**Instructions for the task:** Using the listing below, report how many lines hold the word "bail", and nothing else.

——————————

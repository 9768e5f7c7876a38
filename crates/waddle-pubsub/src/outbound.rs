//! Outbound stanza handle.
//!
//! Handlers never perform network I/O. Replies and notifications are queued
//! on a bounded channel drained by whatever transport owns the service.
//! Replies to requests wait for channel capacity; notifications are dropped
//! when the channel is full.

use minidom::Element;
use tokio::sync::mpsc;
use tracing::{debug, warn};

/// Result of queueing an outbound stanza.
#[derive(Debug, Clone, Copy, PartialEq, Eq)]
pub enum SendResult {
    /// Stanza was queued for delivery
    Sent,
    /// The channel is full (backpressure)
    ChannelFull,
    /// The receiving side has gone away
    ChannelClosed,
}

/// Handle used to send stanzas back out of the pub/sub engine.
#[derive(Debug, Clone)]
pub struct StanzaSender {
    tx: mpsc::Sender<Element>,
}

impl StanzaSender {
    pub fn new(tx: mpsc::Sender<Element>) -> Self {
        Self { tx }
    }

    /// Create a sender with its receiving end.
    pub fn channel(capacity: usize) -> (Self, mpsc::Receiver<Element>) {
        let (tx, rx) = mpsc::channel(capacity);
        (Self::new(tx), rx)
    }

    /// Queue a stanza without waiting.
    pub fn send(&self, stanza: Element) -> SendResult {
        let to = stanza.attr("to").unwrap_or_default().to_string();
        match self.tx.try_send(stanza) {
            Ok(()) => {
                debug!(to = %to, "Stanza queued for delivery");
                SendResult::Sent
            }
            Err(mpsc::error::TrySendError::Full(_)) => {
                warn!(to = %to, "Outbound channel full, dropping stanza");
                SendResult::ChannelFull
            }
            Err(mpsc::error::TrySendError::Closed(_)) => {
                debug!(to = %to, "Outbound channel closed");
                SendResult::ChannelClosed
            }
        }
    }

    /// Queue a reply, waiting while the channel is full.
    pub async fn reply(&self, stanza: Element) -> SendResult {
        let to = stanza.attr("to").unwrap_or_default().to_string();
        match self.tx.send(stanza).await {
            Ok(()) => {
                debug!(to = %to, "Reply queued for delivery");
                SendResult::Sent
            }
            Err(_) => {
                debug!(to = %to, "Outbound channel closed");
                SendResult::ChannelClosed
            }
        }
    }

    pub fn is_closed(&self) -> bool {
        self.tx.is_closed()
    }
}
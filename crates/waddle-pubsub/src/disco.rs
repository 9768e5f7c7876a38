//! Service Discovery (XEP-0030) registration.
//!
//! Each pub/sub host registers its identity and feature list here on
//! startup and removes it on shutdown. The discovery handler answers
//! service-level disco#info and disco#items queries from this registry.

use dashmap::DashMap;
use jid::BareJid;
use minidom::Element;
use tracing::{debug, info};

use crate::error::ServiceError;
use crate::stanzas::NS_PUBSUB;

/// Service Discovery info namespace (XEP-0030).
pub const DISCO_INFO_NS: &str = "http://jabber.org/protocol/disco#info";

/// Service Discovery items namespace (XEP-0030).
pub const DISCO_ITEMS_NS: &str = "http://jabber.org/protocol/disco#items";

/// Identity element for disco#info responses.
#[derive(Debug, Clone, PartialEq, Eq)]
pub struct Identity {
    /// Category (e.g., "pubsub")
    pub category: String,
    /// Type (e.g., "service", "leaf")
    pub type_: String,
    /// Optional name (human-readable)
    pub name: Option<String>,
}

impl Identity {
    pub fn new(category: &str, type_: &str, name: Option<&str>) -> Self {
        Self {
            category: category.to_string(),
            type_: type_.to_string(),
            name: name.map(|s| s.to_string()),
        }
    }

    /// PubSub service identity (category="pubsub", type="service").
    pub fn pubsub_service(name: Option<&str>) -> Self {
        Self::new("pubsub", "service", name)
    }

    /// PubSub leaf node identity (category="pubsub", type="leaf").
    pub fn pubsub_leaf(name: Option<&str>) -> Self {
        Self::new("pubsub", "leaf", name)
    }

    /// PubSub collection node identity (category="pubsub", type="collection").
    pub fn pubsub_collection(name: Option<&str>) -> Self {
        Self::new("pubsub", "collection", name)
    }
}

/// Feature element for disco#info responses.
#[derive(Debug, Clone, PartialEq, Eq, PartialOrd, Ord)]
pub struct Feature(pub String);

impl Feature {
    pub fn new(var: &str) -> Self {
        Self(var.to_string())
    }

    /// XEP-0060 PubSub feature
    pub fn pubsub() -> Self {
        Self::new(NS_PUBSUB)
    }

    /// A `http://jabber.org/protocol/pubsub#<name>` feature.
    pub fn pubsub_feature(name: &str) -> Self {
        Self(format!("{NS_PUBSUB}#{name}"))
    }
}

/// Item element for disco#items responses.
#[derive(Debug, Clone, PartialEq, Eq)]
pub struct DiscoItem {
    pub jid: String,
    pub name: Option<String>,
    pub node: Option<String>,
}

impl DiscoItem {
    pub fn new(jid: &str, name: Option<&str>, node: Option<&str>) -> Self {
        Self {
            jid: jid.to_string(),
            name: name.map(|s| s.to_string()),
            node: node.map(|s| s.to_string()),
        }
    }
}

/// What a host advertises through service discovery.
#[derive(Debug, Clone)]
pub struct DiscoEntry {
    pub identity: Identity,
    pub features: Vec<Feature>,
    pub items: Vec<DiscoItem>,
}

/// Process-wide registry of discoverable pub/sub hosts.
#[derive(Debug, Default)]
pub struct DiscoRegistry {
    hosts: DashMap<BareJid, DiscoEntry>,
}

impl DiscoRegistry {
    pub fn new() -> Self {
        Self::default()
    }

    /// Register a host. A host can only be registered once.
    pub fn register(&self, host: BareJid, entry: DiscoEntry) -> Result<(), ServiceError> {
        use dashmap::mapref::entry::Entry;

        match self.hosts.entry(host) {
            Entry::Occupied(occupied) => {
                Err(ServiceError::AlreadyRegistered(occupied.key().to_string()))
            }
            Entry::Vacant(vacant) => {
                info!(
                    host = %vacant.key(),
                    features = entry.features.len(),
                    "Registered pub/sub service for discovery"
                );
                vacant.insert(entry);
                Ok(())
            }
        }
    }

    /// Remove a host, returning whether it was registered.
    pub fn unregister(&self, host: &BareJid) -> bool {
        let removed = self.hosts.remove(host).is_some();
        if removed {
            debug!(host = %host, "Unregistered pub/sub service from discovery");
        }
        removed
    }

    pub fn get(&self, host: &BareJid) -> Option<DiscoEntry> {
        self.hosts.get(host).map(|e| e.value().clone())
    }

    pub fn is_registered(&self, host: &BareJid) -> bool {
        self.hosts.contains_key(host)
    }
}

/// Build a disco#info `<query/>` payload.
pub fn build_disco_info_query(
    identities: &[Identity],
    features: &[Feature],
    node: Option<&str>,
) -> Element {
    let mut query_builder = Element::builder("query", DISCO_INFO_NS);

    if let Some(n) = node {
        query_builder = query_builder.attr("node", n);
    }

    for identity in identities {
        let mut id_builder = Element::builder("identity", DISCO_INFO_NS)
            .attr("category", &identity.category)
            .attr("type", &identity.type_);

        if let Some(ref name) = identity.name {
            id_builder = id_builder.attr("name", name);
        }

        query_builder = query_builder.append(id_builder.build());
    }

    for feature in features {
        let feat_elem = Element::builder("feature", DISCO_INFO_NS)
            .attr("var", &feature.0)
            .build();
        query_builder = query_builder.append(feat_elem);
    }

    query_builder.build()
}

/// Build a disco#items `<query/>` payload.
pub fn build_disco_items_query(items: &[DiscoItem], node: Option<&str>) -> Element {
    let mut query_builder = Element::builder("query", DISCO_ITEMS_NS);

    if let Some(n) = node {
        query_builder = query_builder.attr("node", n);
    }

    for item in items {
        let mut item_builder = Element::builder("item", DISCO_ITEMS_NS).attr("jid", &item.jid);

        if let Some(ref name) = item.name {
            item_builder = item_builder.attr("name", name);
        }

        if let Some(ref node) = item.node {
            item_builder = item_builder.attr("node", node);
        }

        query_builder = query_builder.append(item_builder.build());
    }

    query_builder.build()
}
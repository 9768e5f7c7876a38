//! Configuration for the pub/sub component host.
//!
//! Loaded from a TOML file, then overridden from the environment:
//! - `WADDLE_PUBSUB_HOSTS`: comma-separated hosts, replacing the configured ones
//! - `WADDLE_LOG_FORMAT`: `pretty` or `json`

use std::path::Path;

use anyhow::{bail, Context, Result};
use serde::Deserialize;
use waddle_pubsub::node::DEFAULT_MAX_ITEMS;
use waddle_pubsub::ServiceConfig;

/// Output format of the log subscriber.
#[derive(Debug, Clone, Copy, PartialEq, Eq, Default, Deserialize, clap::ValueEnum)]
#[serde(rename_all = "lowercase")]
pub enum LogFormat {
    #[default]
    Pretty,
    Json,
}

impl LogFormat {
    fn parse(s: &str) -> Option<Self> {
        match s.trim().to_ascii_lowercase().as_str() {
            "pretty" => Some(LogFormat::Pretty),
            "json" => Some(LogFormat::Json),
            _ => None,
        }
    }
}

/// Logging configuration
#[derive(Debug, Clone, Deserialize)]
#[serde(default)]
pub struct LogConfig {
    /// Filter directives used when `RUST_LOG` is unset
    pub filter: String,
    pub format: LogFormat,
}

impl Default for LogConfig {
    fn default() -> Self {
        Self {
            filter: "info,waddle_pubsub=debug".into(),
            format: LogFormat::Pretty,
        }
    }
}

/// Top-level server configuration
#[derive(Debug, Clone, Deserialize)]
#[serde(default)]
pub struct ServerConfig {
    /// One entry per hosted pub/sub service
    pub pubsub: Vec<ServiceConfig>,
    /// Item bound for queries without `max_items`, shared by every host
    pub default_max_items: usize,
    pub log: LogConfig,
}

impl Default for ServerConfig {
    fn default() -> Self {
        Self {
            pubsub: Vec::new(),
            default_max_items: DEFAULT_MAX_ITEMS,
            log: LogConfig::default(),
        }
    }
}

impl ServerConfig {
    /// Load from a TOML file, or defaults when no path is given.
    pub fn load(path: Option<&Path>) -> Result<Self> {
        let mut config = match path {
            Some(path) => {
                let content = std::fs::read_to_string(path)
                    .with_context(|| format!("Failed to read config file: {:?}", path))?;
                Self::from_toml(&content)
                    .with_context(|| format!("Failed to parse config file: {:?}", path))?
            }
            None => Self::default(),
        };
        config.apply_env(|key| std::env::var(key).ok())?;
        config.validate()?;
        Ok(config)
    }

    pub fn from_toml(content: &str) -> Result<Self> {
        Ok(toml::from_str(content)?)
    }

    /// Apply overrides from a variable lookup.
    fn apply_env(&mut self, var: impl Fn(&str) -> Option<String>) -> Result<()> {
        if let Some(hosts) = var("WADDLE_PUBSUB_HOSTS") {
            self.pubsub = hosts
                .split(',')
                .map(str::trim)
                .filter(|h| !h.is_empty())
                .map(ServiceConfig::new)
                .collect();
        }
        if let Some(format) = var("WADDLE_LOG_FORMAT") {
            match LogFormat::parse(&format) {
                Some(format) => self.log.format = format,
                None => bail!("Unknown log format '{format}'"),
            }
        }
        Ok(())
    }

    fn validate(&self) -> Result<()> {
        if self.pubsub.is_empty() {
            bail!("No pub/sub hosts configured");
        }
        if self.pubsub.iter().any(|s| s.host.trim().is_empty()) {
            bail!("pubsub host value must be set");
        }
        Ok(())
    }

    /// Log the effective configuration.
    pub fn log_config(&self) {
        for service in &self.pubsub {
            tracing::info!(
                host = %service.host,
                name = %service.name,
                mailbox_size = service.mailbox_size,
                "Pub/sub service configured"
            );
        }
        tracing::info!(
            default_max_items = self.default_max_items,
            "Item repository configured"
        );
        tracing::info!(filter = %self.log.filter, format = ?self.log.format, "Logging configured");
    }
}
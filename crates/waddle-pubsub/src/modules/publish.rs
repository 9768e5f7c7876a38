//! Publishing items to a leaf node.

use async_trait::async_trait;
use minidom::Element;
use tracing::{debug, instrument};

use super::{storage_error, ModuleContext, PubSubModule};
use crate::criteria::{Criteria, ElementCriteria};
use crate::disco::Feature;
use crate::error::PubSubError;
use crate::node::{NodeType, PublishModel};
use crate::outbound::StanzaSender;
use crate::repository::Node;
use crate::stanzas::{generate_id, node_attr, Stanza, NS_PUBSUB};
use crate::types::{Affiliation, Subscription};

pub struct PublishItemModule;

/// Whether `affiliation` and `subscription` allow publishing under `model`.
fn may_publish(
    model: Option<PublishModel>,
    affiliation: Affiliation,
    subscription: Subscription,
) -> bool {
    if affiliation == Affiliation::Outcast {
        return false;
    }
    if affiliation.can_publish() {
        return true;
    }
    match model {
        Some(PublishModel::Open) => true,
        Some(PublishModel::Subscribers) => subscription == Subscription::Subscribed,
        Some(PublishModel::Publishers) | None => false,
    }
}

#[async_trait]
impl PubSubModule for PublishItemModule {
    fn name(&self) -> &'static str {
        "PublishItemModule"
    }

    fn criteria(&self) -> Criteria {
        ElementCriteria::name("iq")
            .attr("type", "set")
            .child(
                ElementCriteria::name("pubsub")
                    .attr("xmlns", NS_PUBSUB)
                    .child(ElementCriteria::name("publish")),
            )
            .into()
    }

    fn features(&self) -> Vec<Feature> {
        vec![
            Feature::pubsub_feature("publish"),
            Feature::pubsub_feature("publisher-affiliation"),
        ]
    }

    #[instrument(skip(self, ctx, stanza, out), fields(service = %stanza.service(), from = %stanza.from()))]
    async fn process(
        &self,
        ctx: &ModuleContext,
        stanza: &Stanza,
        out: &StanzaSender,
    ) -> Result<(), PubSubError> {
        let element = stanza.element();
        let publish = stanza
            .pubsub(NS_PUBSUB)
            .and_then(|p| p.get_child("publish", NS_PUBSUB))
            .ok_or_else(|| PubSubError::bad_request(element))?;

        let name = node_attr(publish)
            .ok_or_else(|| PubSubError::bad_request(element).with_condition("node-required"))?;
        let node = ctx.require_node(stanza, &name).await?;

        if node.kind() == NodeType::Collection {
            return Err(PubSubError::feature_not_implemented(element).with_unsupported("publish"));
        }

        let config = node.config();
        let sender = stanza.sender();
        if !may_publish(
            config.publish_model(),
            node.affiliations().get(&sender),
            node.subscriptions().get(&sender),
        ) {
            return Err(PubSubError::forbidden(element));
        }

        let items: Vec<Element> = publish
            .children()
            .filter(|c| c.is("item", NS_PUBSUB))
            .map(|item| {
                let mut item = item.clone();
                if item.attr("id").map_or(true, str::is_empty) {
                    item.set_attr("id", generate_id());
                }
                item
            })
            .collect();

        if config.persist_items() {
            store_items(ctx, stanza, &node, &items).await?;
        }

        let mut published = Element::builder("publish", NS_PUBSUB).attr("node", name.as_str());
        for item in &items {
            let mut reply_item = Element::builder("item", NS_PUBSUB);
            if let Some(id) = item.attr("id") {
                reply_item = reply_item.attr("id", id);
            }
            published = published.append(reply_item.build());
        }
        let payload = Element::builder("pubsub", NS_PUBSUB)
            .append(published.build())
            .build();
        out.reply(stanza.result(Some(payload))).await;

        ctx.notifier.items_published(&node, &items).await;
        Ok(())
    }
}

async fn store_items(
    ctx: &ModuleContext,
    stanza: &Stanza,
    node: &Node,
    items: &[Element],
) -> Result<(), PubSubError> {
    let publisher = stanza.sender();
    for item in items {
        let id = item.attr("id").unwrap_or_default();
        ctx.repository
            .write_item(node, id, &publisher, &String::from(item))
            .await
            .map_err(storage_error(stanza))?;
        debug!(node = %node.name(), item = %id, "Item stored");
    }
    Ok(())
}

——————————

**Reply to the exercise:** 4